HCC is a complex disease that is combined with an immune-tolerant microenvironment [34]. We proposed four immunotypes, IS1, IS2, IS3, and IS4, of which HCC patients had significantly different immune-associated characteristics. Patients in the IS1 and IS4 subgroups had better prognoses than those in the IS2 and IS3 subgroups. We constructed an immune signature-based classification for HCC prognosis prediction that can also provide more efficient strategies for immunotherapies. The present immunophenotypic classification of the four subtypes also involved investigations into common mutations, chemotherapeutically induced immune responses, immune features, and pathway characteristics. In addition, our analysis was carried out based on transcriptome information from different databases, which makes it more clinically feasible for the clinical evaluation of HCC and decision making. In addition, we identified eleven immune signatures, namely, TSPAN15, TSPO, METTL9, CD276, TP53I11, SPINT1, TRABD2B, WARS2, C9ORF116, DYNC2LI1 and LBH, which may serve as potential HCC biomarkers, and the use of such signature-based indices may shed light on novel targets for both personalized treatments and immunotherapies for HCC patients. Furthermore, we applied PCR analysis and validated that most of these immune signature-based genes, such as SPINT1, CD276, TSPO, TSPAN15, METTL9, and WARS2, were significantly upregulated in HCC cell lines. These studies indicate that these immune signature-based genes have a close relationship with cancer progression and immune infiltration, but further explorations are still needed. However, validation of such experiments will require additional comprehensive and comparative research to confirm the efficiency of this classification for clinical evaluations and decision making. The immunotypes and immune characteristics of HCC might also be suitable for other cancers. However, there are limitations to our analysis. First, the eleven immune signature genes need further validation in the clinic, in vivo and in vitro.
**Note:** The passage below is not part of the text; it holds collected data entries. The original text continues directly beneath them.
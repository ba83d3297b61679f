use image::imageops::{self, FilterType};
use image::{DynamicImage, Rgb};
use tracing::trace;

use crate::image_pipeline::color::types::ColorInfo;

/// Applies the optional greyscale pre-step.
///
/// Both color extraction and normalization see the converted image, so the
/// caller should run this once and keep the result.
pub fn prepare_source(image: DynamicImage, greyscale: bool) -> DynamicImage {
    if greyscale {
        DynamicImage::ImageRgb8(image.grayscale().to_rgb8())
    } else {
        image
    }
}

/// Computes the representative color of an image.
///
/// The image is resized to a single pixel with an averaging filter and that
/// pixel's channels feed [`ColorInfo::from_rgb`]. Alpha is ignored.
pub fn extract_color(image: &DynamicImage) -> ColorInfo {
    let rgb = image.to_rgb8();
    let pixel = imageops::resize(&rgb, 1, 1, FilterType::Triangle);
    let [r, g, b] = pixel.get_pixel(0, 0).0;
    trace!(r, g, b, "Averaged color");
    ColorInfo::from_rgb(Rgb([r, g, b]))
}
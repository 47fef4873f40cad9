//! Entity info node
//!
//! Fetches one record, fills the fixed outputs, and exposes every record
//! attribute as a dynamic output field.

use super::{publish_output, resolve_target, HOST_CONTROL_FIELDS};
use crate::config::FlowConfig;
use crate::entity::{EntitySelector, EntityType};
use crate::error::NodeError;
use crate::record::Record;
use crate::source::RecordSource;
use flow_fields::{ChangeSink, FieldRegistry, ReconcileReport, Reconciler};
use serde_json::{json, Value};

/// Input fields of the node
pub const INFO_INPUTS: [&str; 3] = ["entity_type", "entity_id", "fields"];

/// Fixed output fields of the node
pub const INFO_OUTPUTS: [&str; 6] = [
    "entity_url",
    "entity_id_output",
    "entity_name",
    "entity_code",
    "entity_type_output",
    "entity_data",
];

/// What to fetch
#[derive(Debug, Clone, Default, PartialEq, Eq)]
pub struct InfoRequest {
    /// Type; unknown triggers detection
    pub target: EntitySelector,
    /// Record id
    pub entity_id: Option<i64>,
    /// Attributes to request; empty uses the type's defaults
    pub fields: Vec<String>,
}

impl InfoRequest {
    /// Request a record of known type
    #[must_use]
    pub fn new(entity_type: EntityType, id: i64) -> Self {
        Self {
            target: EntitySelector::Known(entity_type),
            entity_id: Some(id),
            fields: Vec::new(),
        }
    }

    /// Request a record whose type must be detected
    #[must_use]
    pub fn detect(id: i64) -> Self {
        Self {
            entity_id: Some(id),
            ..Self::default()
        }
    }

    /// Parse a comma-separated field list
    #[must_use]
    pub fn with_field_list(mut self, fields: &str) -> Self {
        self.fields = fields
            .split(',')
            .map(str::trim)
            .filter(|f| !f.is_empty())
            .map(ToString::to_string)
            .collect();
        self
    }
}

/// Result of a refresh
#[derive(Debug, Clone)]
pub struct InfoOutcome {
    pub entity_type: EntityType,
    pub record: Record,
    pub report: ReconcileReport,
}

/// Summary object published on `entity_data`
#[must_use]
pub fn entity_summary(record: &Record) -> Value {
    let text = |name: &str| record.text(name).unwrap_or_default();
    json!({
        "id": record.id,
        "type": record.entity_type,
        "name": record.display_name(),
        "code": text("code"),
        "description": text("description"),
        "created_at": text("created_at"),
        "updated_at": text("updated_at"),
        "attributes": record.attributes.to_json(),
        "relationships": Value::Object(record.relationships.clone()),
    })
}

/// Entity info node
#[derive(Debug, Clone)]
pub struct EntityInfoNode {
    config: FlowConfig,
    reconciler: Reconciler,
}

impl EntityInfoNode {
    /// Create node; inputs, fixed outputs and host control fields are static
    #[must_use]
    pub fn new(config: FlowConfig) -> Self {
        let reconciler = Reconciler::display("Entity")
            .with_static(INFO_INPUTS)
            .with_static(INFO_OUTPUTS)
            .with_static(HOST_CONTROL_FIELDS);
        Self { config, reconciler }
    }

    /// Reconciler in use
    #[inline]
    #[must_use]
    pub fn reconciler(&self) -> &Reconciler {
        &self.reconciler
    }

    /// Fetch the record and bring every output up to date
    ///
    /// # Errors
    /// Returns error when the id is missing, the type cannot be detected,
    /// the fetch fails, or the field listing fails. Fields are untouched in
    /// every one of these cases except a successful detection, which
    /// publishes the detected `entity_type`.
    pub fn refresh<S, R, K>(
        &self,
        request: &InfoRequest,
        source: &S,
        registry: &mut R,
        sink: &mut K,
    ) -> Result<InfoOutcome, NodeError>
    where
        S: RecordSource + ?Sized,
        R: FieldRegistry + ?Sized,
        K: ChangeSink + ?Sized,
    {
        let id = request.entity_id.ok_or(NodeError::MissingEntityId)?;
        let entity_type = resolve_target(request.target, id, source, registry, sink)?;

        let fields: Vec<String> = if request.fields.is_empty() {
            entity_type.default_fields().into_iter().map(ToString::to_string).collect()
        } else {
            request.fields.clone()
        };

        let record = source.fetch(entity_type, id, &fields).map_err(|err| {
            tracing::error!("failed to fetch {} {}: {}", entity_type, id, err);
            err
        })?;

        // Nothing is written unless the field set can be listed.
        self.reconciler.plan(&*registry, &record.attributes)?;

        let outputs = [
            ("entity_url", self.config.detail_url(&record.entity_type, record.id)),
            ("entity_id_output", record.id.to_string()),
            ("entity_name", record.display_name()),
            ("entity_code", record.text("code").unwrap_or_default().to_string()),
            ("entity_type_output", record.entity_type.clone()),
            ("entity_data", entity_summary(&record).to_string()),
        ];
        for (name, value) in &outputs {
            publish_output(registry, sink, name, value);
        }

        let report = self.reconciler.reconcile(registry, sink, &record.attributes)?;
        tracing::info!("retrieved {} {}", entity_type, id);

        Ok(InfoOutcome {
            entity_type,
            record,
            report,
        })
    }
}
Second, transcriptome information was obtained from liver tissues after surgery and could not be accurately predicted prior to starting HCC; therefore, a better circulatory biomarker released from tumour cells and tumour-associated immune cells into the blood is urgently needed. Third, further functional and underlying mechanistic investigations and validation of the eleven immune-associated hub genes in HCC are needed.

Conclusions

In conclusion, we first identified four immunotypes in HCC. These subgroups also showed differential responses to immunotherapy and chemotherapy. We investigated 11 genes, namely, TSPAN15, TSPO, METTL9, CD276, TP53I11, SPINT1, TRABD2B, SPINT, WARS2, C9ORF116, and LBH, which might act as immunotherapy targets for HCC. We also validated that most of these genes were significantly upregulated in cancer cells. We propose a practical HCC immune-associated classification and identify immune signature-associated hub genes that may improve HCC immunotherapy management and prognosis predictions.